Having discussed the possible role of NO in tortuosity at altitude, it should be stressed that although a trend suggested that NO-conserving agents limited altitude-induced retinal tortuosity, this was not significant at our sample size. High altitude exposure, like other hypoxic states, is known to be associated with potentially protective endogenous antioxidant responses, including the release of urate from hypoxic tissue (Baillie et al., 2007), and supplementation with the antioxidant Vitamin E in the context of hypobaric hypoxia is known to reduce markers of oxidative damage (Simon-Schnass and Korniszewski, 1990; Magalhães et al., 2005). However, several trials have found antioxidant supplementation ineffective in reducing hypoxic pulmonary hypertension at altitude, another pathology involving NO-mediated vasodilation (Faoro et al., 2007; Basnyat et al., 2008; Baillie et al., 2009).
Limitations
Due to technical difficulties with image acquisition, a number of subjects were excluded from the study because of low image quality. In addition, data collection was halted prematurely. We have no reason to suspect that the technical factors that limited image quality would have any relationship to the presence or absence of retinal findings. Our cohort of 35 subjects on whom we completed image analysis is the largest such group to date.
Conclusions
This study found that retinal tortuosity increases rapidly following exposure to hypobaric hypoxia. It is possible that altitude-associated retinal tortuosity results from increased retinal blood flow velocity or viscosity under conditions that inhibit vasodilation at altitude. In this context, tortuosity could indicate longitudinal stretching of vessels that fail to dilate in the face of increasing shear stress.
The degree of change in tortuosity measured here is not detectable by standard clinical examination.
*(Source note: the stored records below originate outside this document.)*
// staking/src/tx.rs

use crate::{candidate::Description, StakingError, StakingResult};
use chain_core::{Address, Amount, PubKey};
use serde::{Deserialize, Serialize};

/// Staking transaction payloads.
///
/// A closed sum over the six kinds the module accepts; both the admission
/// checker and the deliverer match it exhaustively, so adding a kind
/// without handling it everywhere fails to compile. Amounts travel as
/// decimal strings of base units and are parsed during admission.
#[derive(Debug, Clone, PartialEq, Eq, Serialize, Deserialize)]
pub enum StakeTx {
    DeclareCandidacy(DeclareCandidacy),
    UpdateCandidacy(UpdateCandidacy),
    WithdrawCandidacy(WithdrawCandidacy),
    VerifyCandidacy(VerifyCandidacy),
    Delegate(Delegate),
    Withdraw(Withdraw),
}

/// Register the sender as a validator candidate. Implicitly self-delegates
/// `max_amount × reserve_requirement_ratio`.
#[derive(Debug, Clone, PartialEq, Eq, Serialize, Deserialize)]
pub struct DeclareCandidacy {
    pub pub_key: PubKey,
    pub max_amount: String,
    pub cut: String,
    pub description: Description,
}

/// Amend the sender's candidacy. `None` fields are left untouched.
#[derive(Debug, Clone, Default, PartialEq, Eq, Serialize, Deserialize)]
pub struct UpdateCandidacy {
    pub new_address: Option<Address>,
    pub max_amount: Option<String>,
    pub cut: Option<String>,
    pub description: Option<Description>,
}

/// Exit candidacy entirely, refunding every delegator
#[derive(Debug, Clone, Copy, PartialEq, Eq, Serialize, Deserialize)]
pub struct WithdrawCandidacy;

/// Foundation-only: mark a candidacy verified or unverified
#[derive(Debug, Clone, Copy, PartialEq, Eq, Serialize, Deserialize)]
pub struct VerifyCandidacy {
    pub candidate_address: Address,
    pub verified: bool,
}

/// Stake `amount` behind the candidate at `validator_address`
#[derive(Debug, Clone, PartialEq, Eq, Serialize, Deserialize)]
pub struct Delegate {
    pub validator_address: Address,
    pub amount: String,
}

/// Withdraw the sender's entire delegation from a candidate
#[derive(Debug, Clone, Copy, PartialEq, Eq, Serialize, Deserialize)]
pub struct Withdraw {
    pub validator_address: Address,
}

/// Parse a wire amount. Rejects anything that is not a positive decimal
/// integer; a zero stake movement has no meaning in this module.
pub(crate) fn parse_amount(raw: &str) -> StakingResult<Amount> {
    let amount = Amount::parse(raw).map_err(|_| StakingError::BadAmount(raw.to_string()))?;
    if amount.is_zero() {
        return Err(StakingError::BadAmount(raw.to_string()));
    }
    Ok(amount)
}

#[cfg(test)]
mod tests {
    use super::*;

    #[test]
    fn test_parse_amount_accepts_base_units() {
        let amount = parse_amount("50000000000000000000").unwrap();
        assert_eq!(amount, Amount::from_tokens(50));
    }

    #[test]
    fn test_parse_amount_rejects_garbage() {
        assert!(matches!(
            parse_amount("12.5"),
            Err(StakingError::BadAmount(_))
        ));
        assert!(matches!(
            parse_amount("-3"),
            Err(StakingError::BadAmount(_))
        ));
        assert!(matches!(parse_amount(""), Err(StakingError::BadAmount(_))));
    }

    #[test]
    fn test_parse_amount_rejects_zero() {
        assert!(matches!(parse_amount("0"), Err(StakingError::BadAmount(_))));
    }

    #[test]
    fn test_tx_round_trips_through_json() {
        let tx = StakeTx::Delegate(Delegate {
            validator_address: Address::zero(),
            amount: "1000".into(),
        });
        let json = serde_json::to_string(&tx).unwrap();
        let back: StakeTx = serde_json::from_str(&json).unwrap();
        assert_eq!(tx, back);
    }
}
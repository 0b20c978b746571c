// staking/src/context.rs

use crate::{StakingError, StakingResult};
use chain_core::{Address, Timestamp};

/// Execution context the host engine hands over with each transaction:
/// the authenticated signer set and the time of the block being built.
#[derive(Debug, Clone, PartialEq, Eq)]
pub struct Context {
    pub signers: Vec<Address>,
    pub block_time: Timestamp,
}

impl Context {
    pub fn new(signers: Vec<Address>, block_time: Timestamp) -> Self {
        Self {
            signers,
            block_time,
        }
    }

    /// Context for a single-signer transaction
    pub fn with_signer(signer: Address, block_time: Timestamp) -> Self {
        Self::new(vec![signer], block_time)
    }

    /// Wall-clock context for mempool-side admission, where no block time
    /// exists yet. Delivery must always use the engine-provided block time.
    pub fn now(signers: Vec<Address>) -> Self {
        Self::new(signers, chrono::Utc::now().timestamp() as Timestamp)
    }

    /// The transaction sender. Staking transactions carry exactly one
    /// signer; anything else is rejected before dispatch.
    pub fn single_signer(&self) -> StakingResult<Address> {
        match self.signers.as_slice() {
            [signer] => Ok(*signer),
            _ => Err(StakingError::MissingSignature),
        }
    }
}

#[cfg(test)]
mod tests {
    use super::*;

    #[test]
    fn test_single_signer() {
        let ctx = Context::with_signer(Address::zero(), 7);
        assert_eq!(ctx.single_signer().unwrap(), Address::zero());
    }

    #[test]
    fn test_no_signers_rejected() {
        let ctx = Context::new(vec![], 7);
        assert!(matches!(
            ctx.single_signer(),
            Err(StakingError::MissingSignature)
        ));
    }

    #[test]
    fn test_multiple_signers_rejected() {
        let ctx = Context::new(vec![Address::zero(), Address::zero()], 7);
        assert!(matches!(
            ctx.single_signer(),
            Err(StakingError::MissingSignature)
        ));
    }
}
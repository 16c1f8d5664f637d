//! # Verification Ledger
//!
//! Issues, validates and expires one-time codes tied to a claimed number.
//!
//! ## Lifecycle
//!
//! ```text
//! create ──► pending ──┬─ verify, code matches, in window ──► deleted (Accepted)
//!                      ├─ verify, past window ─────────────► deleted (Expired)
//!                      ├─ verify, code differs, in window ──► pending (Mismatch)
//!                      ├─ cancel ───────────────────────────► deleted
//!                      └─ janitor sweep, past window ───────► deleted
//! ```
//!
//! A mismatch leaves the attempt in place so the caller can retry until the
//! window closes; an expiry check consumes it. The window is inclusive:
//! an attempt verified exactly [`VERIFICATION_WINDOW_SECS`] after creation
//! is still live.
//!
//! Every operation takes `now` explicitly. Handlers pass the wall clock.

use chrono::{DateTime, Duration, Utc};
use phonebook_core::{AttemptKey, CanonicalNumber};
use phonebook_crypto::generate_verification_code;
use subtle::ConstantTimeEq;
use thiserror::Error;

use crate::delivery::{CodeDelivery, DeliveryError};
use crate::store::{AttemptRecord, PhonebookStore, StoreError};

/// Validity window of an attempt, in seconds.
pub const VERIFICATION_WINDOW_SECS: i64 = 5 * 60;

/// Validity window of an attempt.
pub fn verification_window() -> Duration {
    Duration::seconds(VERIFICATION_WINDOW_SECS)
}

#[derive(Error, Debug)]
pub enum LedgerError {
    #[error("verification attempt {0} not found")]
    NotFound(AttemptKey),

    #[error("code delivery failed")]
    Delivery(#[source] DeliveryError),

    #[error(transparent)]
    Store(#[from] StoreError),
}

/// Result of a verify call on an existing attempt.
#[derive(Debug, Clone, PartialEq, Eq)]
pub enum VerifyOutcome {
    /// Code matched inside the window. The attempt is gone.
    Accepted { number: CanonicalNumber },
    /// Window had closed. The attempt is gone.
    Expired,
    /// Code differed. The attempt is still pending.
    Mismatch,
}

impl VerifyOutcome {
    pub fn is_accepted(&self) -> bool {
        matches!(self, Self::Accepted { .. })
    }
}

/// Persist a new attempt for `number` and hand its code to `delivery`.
///
/// If delivery fails the attempt is removed again, since nobody can
/// complete it.
pub async fn create_attempt(
    store: &dyn PhonebookStore,
    delivery: &dyn CodeDelivery,
    number: CanonicalNumber,
    now: DateTime<Utc>,
) -> Result<AttemptKey, LedgerError> {
    let attempt = AttemptRecord {
        key: AttemptKey::new(),
        number,
        code: generate_verification_code(),
        created_at: now,
    };
    store.insert_attempt(&attempt).await?;

    if let Err(e) = delivery
        .deliver(attempt.key, &attempt.number, &attempt.code)
        .await
    {
        tracing::warn!(attempt_key = %attempt.key, error = %e, "code delivery failed, discarding attempt");
        store.delete_attempt(attempt.key).await?;
        return Err(LedgerError::Delivery(e));
    }

    Ok(attempt.key)
}

/// Delete a pending attempt.
pub async fn cancel_attempt(store: &dyn PhonebookStore, key: AttemptKey) -> Result<(), LedgerError> {
    if store.delete_attempt(key).await? {
        tracing::info!(attempt_key = %key, "verification attempt cancelled");
        Ok(())
    } else {
        Err(LedgerError::NotFound(key))
    }
}

/// Check `supplied` against the attempt's code at time `now`.
pub async fn verify(
    store: &dyn PhonebookStore,
    key: AttemptKey,
    supplied: &str,
    now: DateTime<Utc>,
) -> Result<VerifyOutcome, LedgerError> {
    let attempt = store
        .get_attempt(key)
        .await?
        .ok_or(LedgerError::NotFound(key))?;

    if now > attempt.created_at + verification_window() {
        store.delete_attempt(key).await?;
        tracing::info!(attempt_key = %key, "verification attempt expired");
        return Ok(VerifyOutcome::Expired);
    }

    if codes_match(attempt.code.as_str(), supplied) {
        store.delete_attempt(key).await?;
        return Ok(VerifyOutcome::Accepted {
            number: attempt.number,
        });
    }

    tracing::debug!(attempt_key = %key, "verification code mismatch");
    Ok(VerifyOutcome::Mismatch)
}

/// Delete every attempt whose window closed before `now`.
pub async fn purge_expired(store: &dyn PhonebookStore, now: DateTime<Utc>) -> Result<u64, StoreError> {
    store
        .delete_attempts_created_before(now - verification_window())
        .await
}

/// Byte-for-byte comparison in constant time for equal lengths.
fn codes_match(expected: &str, supplied: &str) -> bool {
    let expected = expected.as_bytes();
    let supplied = supplied.as_bytes();
    if expected.len() != supplied.len() {
        return false;
    }
    expected.ct_eq(supplied).into()
}
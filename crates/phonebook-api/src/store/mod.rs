//! # Persistence Capability
//!
//! Every component takes the store as a `&dyn PhonebookStore` parameter;
//! nothing keeps authoritative state in process memory between requests.
//!
//! ## Collections
//!
//! - **users** — one [`UserRecord`] per canonical number (unique).
//! - **verification_attempts** — pending [`AttemptRecord`]s.
//! - **contacts** — directed [`ContactEdgeRecord`]s, unique per
//!   `(from, to)` pair.
//!
//! ## Uniqueness
//!
//! Inserts that would violate a uniqueness rule fail with
//! [`StoreError::Duplicate`] instead of silently creating a second record.
//! Callers treat that as "somebody else won the race" and re-read.
//!
//! Two implementations ship: [`MemoryStore`] for development and tests,
//! [`PgStore`] for PostgreSQL.

pub mod memory;
pub mod postgres;

pub use memory::MemoryStore;
pub use postgres::PgStore;

use async_trait::async_trait;
use chrono::{DateTime, Utc};
use phonebook_core::{AttemptKey, CanonicalNumber, EdgeKey, UserKey, VerificationCode};
use thiserror::Error;

/// A durable user identity.
#[derive(Debug, Clone, PartialEq, Eq)]
pub struct UserRecord {
    pub key: UserKey,
    pub number: CanonicalNumber,
}

/// A pending verification-code claim.
#[derive(Debug, Clone, PartialEq, Eq)]
pub struct AttemptRecord {
    pub key: AttemptKey,
    pub number: CanonicalNumber,
    pub code: VerificationCode,
    pub created_at: DateTime<Utc>,
}

/// A directed, named edge from `from` to `to`.
#[derive(Debug, Clone, PartialEq, Eq)]
pub struct ContactEdgeRecord {
    pub key: EdgeKey,
    pub from: UserKey,
    pub to: UserKey,
    pub name: String,
}

/// Persistence failures.
#[derive(Error, Debug)]
pub enum StoreError {
    /// Insert rejected by a uniqueness rule.
    #[error("duplicate {0}")]
    Duplicate(String),

    /// A stored row could not be mapped back to a domain record.
    #[error("corrupt record: {0}")]
    Corrupt(String),

    /// Underlying database failure.
    #[error("database error: {0}")]
    Database(#[source] sqlx::Error),
}

impl From<sqlx::Error> for StoreError {
    fn from(err: sqlx::Error) -> Self {
        match err {
            sqlx::Error::Database(db_err) if db_err.is_unique_violation() => {
                Self::Duplicate(db_err.constraint().unwrap_or("unique key").to_string())
            }
            other => Self::Database(other),
        }
    }
}

pub type StoreResult<T> = Result<T, StoreError>;

/// User identity operations.
#[async_trait]
pub trait UserRepo: Send + Sync {
    /// Exact-match lookup by canonical number.
    async fn find_user_by_number(&self, number: &CanonicalNumber)
        -> StoreResult<Option<UserRecord>>;

    async fn get_user(&self, key: UserKey) -> StoreResult<Option<UserRecord>>;

    /// Insert a new identity. Fails with [`StoreError::Duplicate`] when the
    /// number is already taken.
    async fn insert_user(&self, user: &UserRecord) -> StoreResult<()>;
}

/// Verification attempt operations.
#[async_trait]
pub trait AttemptRepo: Send + Sync {
    async fn insert_attempt(&self, attempt: &AttemptRecord) -> StoreResult<()>;

    async fn get_attempt(&self, key: AttemptKey) -> StoreResult<Option<AttemptRecord>>;

    /// Delete an attempt. Returns `false` if it did not exist.
    async fn delete_attempt(&self, key: AttemptKey) -> StoreResult<bool>;

    /// Delete every attempt created strictly before `cutoff`. Returns the
    /// number removed.
    async fn delete_attempts_created_before(&self, cutoff: DateTime<Utc>) -> StoreResult<u64>;
}

/// Contact edge operations.
#[async_trait]
pub trait ContactRepo: Send + Sync {
    async fn find_edge(&self, from: UserKey, to: UserKey)
        -> StoreResult<Option<ContactEdgeRecord>>;

    /// Insert a new edge. Fails with [`StoreError::Duplicate`] when an edge
    /// for the same `(from, to)` pair exists.
    async fn insert_edge(&self, edge: &ContactEdgeRecord) -> StoreResult<()>;

    /// Replace an edge's name. Returns `false` if the edge is gone.
    async fn rename_edge(&self, key: EdgeKey, name: &str) -> StoreResult<bool>;

    /// All outbound edges of `from`, in store order.
    async fn list_edges_from(&self, from: UserKey) -> StoreResult<Vec<ContactEdgeRecord>>;
}

/// Combined store capability handed to every component.
#[async_trait]
pub trait PhonebookStore: UserRepo + AttemptRepo + ContactRepo + Send + Sync {
    /// Check connectivity. Used by the readiness probe.
    async fn health_check(&self) -> StoreResult<()>;
}
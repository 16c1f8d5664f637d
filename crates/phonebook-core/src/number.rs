//! # Phone Number Primitives
//!
//! [`CanonicalNumber`] is the E.164 text form that keys user identities.
//! [`RegionCode`] is the upper-cased ISO 3166-1 alpha-2 hint used to
//! interpret national-format input.

use serde::{Deserialize, Serialize};

use crate::error::ValidationError;

/// A phone number in E.164 form, e.g. `+46708123456`.
///
/// Shape is checked at construction: a leading `+`, a non-zero country
/// digit, and at most 15 digits in total. Whether the number is actually
/// assigned is the canonicalizer's concern, not this type's.
#[derive(Debug, Clone, PartialEq, Eq, Hash, Serialize)]
#[serde(transparent)]
pub struct CanonicalNumber(String);

impl CanonicalNumber {
    /// Validate and wrap an E.164 string.
    ///
    /// # Errors
    ///
    /// Returns [`ValidationError::InvalidCanonicalNumber`] when the text
    /// is not `+` followed by 2 to 15 digits starting with 1-9.
    pub fn new(value: impl Into<String>) -> Result<Self, ValidationError> {
        let s = value.into();
        let digits = match s.strip_prefix('+') {
            Some(d) => d,
            None => return Err(ValidationError::InvalidCanonicalNumber(s)),
        };
        let well_formed = (2..=15).contains(&digits.len())
            && digits.bytes().all(|b| b.is_ascii_digit())
            && !digits.starts_with('0');
        if !well_formed {
            return Err(ValidationError::InvalidCanonicalNumber(s));
        }
        Ok(Self(s))
    }

    /// The E.164 text.
    pub fn as_str(&self) -> &str {
        &self.0
    }
}

impl<'de> Deserialize<'de> for CanonicalNumber {
    fn deserialize<D>(deserializer: D) -> Result<Self, D::Error>
    where
        D: serde::Deserializer<'de>,
    {
        let raw = String::deserialize(deserializer)?;
        Self::new(raw).map_err(serde::de::Error::custom)
    }
}

impl std::fmt::Display for CanonicalNumber {
    fn fmt(&self, f: &mut std::fmt::Formatter<'_>) -> std::fmt::Result {
        f.write_str(&self.0)
    }
}

/// Two-letter region hint, always stored upper-case.
#[derive(Debug, Clone, PartialEq, Eq, Hash, Serialize)]
#[serde(transparent)]
pub struct RegionCode(String);

impl RegionCode {
    /// Normalize and validate a region hint. Surrounding whitespace is
    /// trimmed and the code is upper-cased, so `"se"` and `" SE "` are the
    /// same region.
    ///
    /// # Errors
    ///
    /// Returns [`ValidationError::UnsupportedRegion`] unless the input is
    /// exactly two ASCII letters.
    pub fn new(value: impl AsRef<str>) -> Result<Self, ValidationError> {
        let trimmed = value.as_ref().trim();
        if trimmed.len() != 2 || !trimmed.bytes().all(|b| b.is_ascii_alphabetic()) {
            return Err(ValidationError::UnsupportedRegion(trimmed.to_string()));
        }
        Ok(Self(trimmed.to_ascii_uppercase()))
    }

    /// The upper-case code.
    pub fn as_str(&self) -> &str {
        &self.0
    }
}

impl<'de> Deserialize<'de> for RegionCode {
    fn deserialize<D>(deserializer: D) -> Result<Self, D::Error>
    where
        D: serde::Deserializer<'de>,
    {
        let raw = String::deserialize(deserializer)?;
        Self::new(raw).map_err(serde::de::Error::custom)
    }
}

impl std::fmt::Display for RegionCode {
    fn fmt(&self, f: &mut std::fmt::Formatter<'_>) -> std::fmt::Result {
        f.write_str(&self.0)
    }
}
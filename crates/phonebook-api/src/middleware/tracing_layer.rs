//! # Request/Response Tracing
//!
//! Configures `tower_http::trace::TraceLayer` so each request runs inside
//! an `info` span carrying method and path, with status and latency logged
//! on completion. Query strings stay out of the span.

use tower_http::classify::{ServerErrorsAsFailures, SharedClassifier};
use tower_http::trace::{DefaultOnResponse, MakeSpan, TraceLayer};
use tracing::Level;

/// Build the `TraceLayer` for the phonebook API.
pub fn layer() -> TraceLayer<SharedClassifier<ServerErrorsAsFailures>, PathSpan> {
    TraceLayer::new_for_http()
        .make_span_with(PathSpan)
        .on_response(DefaultOnResponse::new().level(Level::INFO))
}

/// Span maker recording method and path only.
#[derive(Debug, Clone, Copy)]
pub struct PathSpan;

impl<B> MakeSpan<B> for PathSpan {
    fn make_span(&mut self, request: &axum::http::Request<B>) -> tracing::Span {
        tracing::info_span!(
            "request",
            method = %request.method(),
            path = %request.uri().path(),
        )
    }
}
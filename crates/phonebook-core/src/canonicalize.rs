//! # Phone Number Canonicalization
//!
//! Turns free-form user input plus a region hint into a [`CanonicalNumber`].
//!
//! Two outcomes are deliberately kept apart:
//!
//! - **Unparseable** input is an error ([`ValidationError`]). Callers abort
//!   the request.
//! - **Parseable but not valid for the region** is a success with
//!   [`Canonicalized::valid_for_region`] set to `false`. Callers decide
//!   whether that is fatal (claiming an account) or skippable (one entry in
//!   a contact upload).
//!
//! The [`Canonicalizer`] trait is the seam; [`PhoneNumberCanonicalizer`] is
//! the production implementation backed by the `phonenumber` crate's port
//! of libphonenumber metadata.

use phonenumber::country;
use phonenumber::{Mode, PhoneNumber};

use crate::error::ValidationError;
use crate::number::{CanonicalNumber, RegionCode};

/// Result of canonicalizing one raw number.
#[derive(Debug, Clone, PartialEq, Eq)]
pub struct Canonicalized {
    /// The E.164 form of the parsed number.
    pub number: CanonicalNumber,
    /// Whether the number is a valid, assigned number in the hinted region.
    pub valid_for_region: bool,
}

/// Raw text + region → canonical number.
pub trait Canonicalizer: Send + Sync {
    /// Parse `raw` using `region` for national-format input.
    ///
    /// # Errors
    ///
    /// Returns [`ValidationError::UnparseableNumber`] when the text is not a
    /// phone number at all, and [`ValidationError::UnsupportedRegion`] when
    /// the region hint is unknown.
    fn canonicalize(&self, raw: &str, region: &RegionCode)
        -> Result<Canonicalized, ValidationError>;

    /// Parse `raw` with no region to fall back on. Only international input
    /// (`+CC...`) can succeed, and the result is never valid for a region.
    ///
    /// # Errors
    ///
    /// Returns [`ValidationError::UnparseableNumber`] when the text does not
    /// carry its own country code.
    fn canonicalize_international(&self, raw: &str) -> Result<Canonicalized, ValidationError>;

    /// Parse `raw` against a free-form region hint from client input.
    ///
    /// An empty or unknown hint does not fail on its own: the number is
    /// parsed without a region and reported as not valid for the hint.
    fn canonicalize_hinted(&self, raw: &str, hint: &str) -> Result<Canonicalized, ValidationError> {
        match RegionCode::new(hint) {
            Ok(region) => match self.canonicalize(raw, &region) {
                Err(ValidationError::UnsupportedRegion(_)) => self.canonicalize_international(raw),
                other => other,
            },
            Err(_) => self.canonicalize_international(raw),
        }
    }
}

/// libphonenumber-backed canonicalizer.
#[derive(Debug, Clone, Copy, Default)]
pub struct PhoneNumberCanonicalizer;

impl PhoneNumberCanonicalizer {
    fn country_id(region: &RegionCode) -> Result<country::Id, ValidationError> {
        region
            .as_str()
            .parse::<country::Id>()
            .map_err(|_| ValidationError::UnsupportedRegion(region.to_string()))
    }

    fn parse(raw: &str, country: Option<country::Id>) -> Result<PhoneNumber, ValidationError> {
        phonenumber::parse(country, raw).map_err(|e| ValidationError::UnparseableNumber {
            raw: raw.to_string(),
            reason: e.to_string(),
        })
    }

    fn e164(parsed: &PhoneNumber) -> Result<CanonicalNumber, ValidationError> {
        CanonicalNumber::new(parsed.format().mode(Mode::E164).to_string())
    }
}

impl Canonicalizer for PhoneNumberCanonicalizer {
    fn canonicalize(
        &self,
        raw: &str,
        region: &RegionCode,
    ) -> Result<Canonicalized, ValidationError> {
        let country = Self::country_id(region)?;
        let parsed = Self::parse(raw, Some(country))?;

        let number = Self::e164(&parsed)?;
        let valid_for_region =
            phonenumber::is_valid(&parsed) && parsed.country().id() == Some(country);

        Ok(Canonicalized {
            number,
            valid_for_region,
        })
    }

    fn canonicalize_international(&self, raw: &str) -> Result<Canonicalized, ValidationError> {
        let parsed = Self::parse(raw, None)?;
        Ok(Canonicalized {
            number: Self::e164(&parsed)?,
            valid_for_region: false,
        })
    }
}

#[cfg(test)]
mod tests {
    use super::*;

    // Example numbers below are libphonenumber's published examples for
    // each region, so they validate against the bundled metadata.

    fn region(code: &str) -> RegionCode {
        RegionCode::new(code).unwrap()
    }

    #[test]
    fn national_format_uses_region_hint() {
        let out = PhoneNumberCanonicalizer
            .canonicalize("070-812 34 56", &region("SE"))
            .unwrap();
        assert_eq!(out.number.as_str(), "+46708123456");
        assert!(out.valid_for_region);
    }

    #[test]
    fn spelling_variants_converge() {
        let c = PhoneNumberCanonicalizer;
        let a = c.canonicalize("+46 70 812 34 56", &region("SE")).unwrap();
        let b = c.canonicalize("0708123456", &region("se")).unwrap();
        assert_eq!(a.number, b.number);
    }

    #[test]
    fn foreign_number_is_parseable_but_region_invalid() {
        let out = PhoneNumberCanonicalizer
            .canonicalize("+1 201-555-0123", &region("SE"))
            .unwrap();
        assert_eq!(out.number.as_str(), "+12015550123");
        assert!(!out.valid_for_region);
    }

    #[test]
    fn foreign_number_valid_in_its_own_region() {
        let out = PhoneNumberCanonicalizer
            .canonicalize("+1 201-555-0123", &region("US"))
            .unwrap();
        assert!(out.valid_for_region);
    }

    #[test]
    fn text_is_unparseable() {
        let err = PhoneNumberCanonicalizer
            .canonicalize("call me maybe", &region("SE"))
            .unwrap_err();
        assert!(matches!(err, ValidationError::UnparseableNumber { .. }));
    }

    #[test]
    fn empty_input_is_unparseable() {
        assert!(PhoneNumberCanonicalizer
            .canonicalize("", &region("SE"))
            .is_err());
    }

    #[test]
    fn unknown_region_rejected() {
        let err = PhoneNumberCanonicalizer
            .canonicalize("0708123456", &region("QQ"))
            .unwrap_err();
        assert_eq!(err, ValidationError::UnsupportedRegion("QQ".into()));
    }

    #[test]
    fn blank_or_unknown_hint_still_parses_international_input() {
        let c = PhoneNumberCanonicalizer;
        for hint in ["", "QQ", "Sweden"] {
            let out = c.canonicalize_hinted("+46701234567", hint).unwrap();
            assert_eq!(out.number.as_str(), "+46701234567");
            assert!(!out.valid_for_region, "hint {hint:?}");
        }
    }

    #[test]
    fn blank_hint_with_national_input_is_unparseable() {
        let err = PhoneNumberCanonicalizer
            .canonicalize_hinted("0708123456", "")
            .unwrap_err();
        assert!(matches!(err, ValidationError::UnparseableNumber { .. }));
    }

    #[test]
    fn known_hint_behaves_like_canonicalize() {
        let out = PhoneNumberCanonicalizer
            .canonicalize_hinted("070-812 34 56", " se ")
            .unwrap();
        assert_eq!(out.number.as_str(), "+46708123456");
        assert!(out.valid_for_region);
    }
}
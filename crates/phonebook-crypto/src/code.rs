//! # Verification Code Generation
//!
//! Codes are drawn uniformly from `0..=999999` with the operating system
//! RNG. `gen_range` rejects biased samples internally, so every code is
//! equally likely.

use phonebook_core::code::MAX_CODE_VALUE;
use phonebook_core::VerificationCode;
use rand::rngs::OsRng;
use rand::Rng;

/// Generate a fresh six-digit code.
pub fn generate_verification_code() -> VerificationCode {
    generate_with(&mut OsRng)
}

/// Generate a code from the given RNG.
pub fn generate_with<R: Rng + ?Sized>(rng: &mut R) -> VerificationCode {
    let value = rng.gen_range(0..=MAX_CODE_VALUE);
    // In range by construction.
    match VerificationCode::from_value(value) {
        Ok(code) => code,
        Err(_) => unreachable!("gen_range bound is MAX_CODE_VALUE"),
    }
}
This image analysis technique allows subtle changes in vessel shape to be quantified and potentially used as markers of vascular stress. Measurement of retinal vessel tortuosity is a cheap, noninvasive and responsive tool for assessing the microvascular impact of systemic hypoxia.
Footnotes
Acknowledgments
This research was supported by the registered Scottish charity, Apex (Altitude Physiology Expeditions SC030345;
). Pfizer UK supplied the sildenafil citrate and Cultech Ltd supplied the antioxidant cocktail. Image analysis software was developed with support from the Wellcome Trust Clinical Research Facility in Edinburgh. Sponsors had no role in study design; in collection, analysis, and interpretation of data; or in preparation of this manuscript.
We thank the Wellcome Trust Clinical Research Facility, Edinburgh; the Instituto de Investigaciones Fisicas, Universidad Mayor de San Andres; and the Instituto Boliviano de Biología de Altura, La Paz, Bolivia. Special thanks go to Kirsten Scott and Anna Thompson for helping with data collection on the Apex 2 expedition and to the team at REDIARC for the initial imaging analysis.
Disclosure Statement
No competing financial interests exist.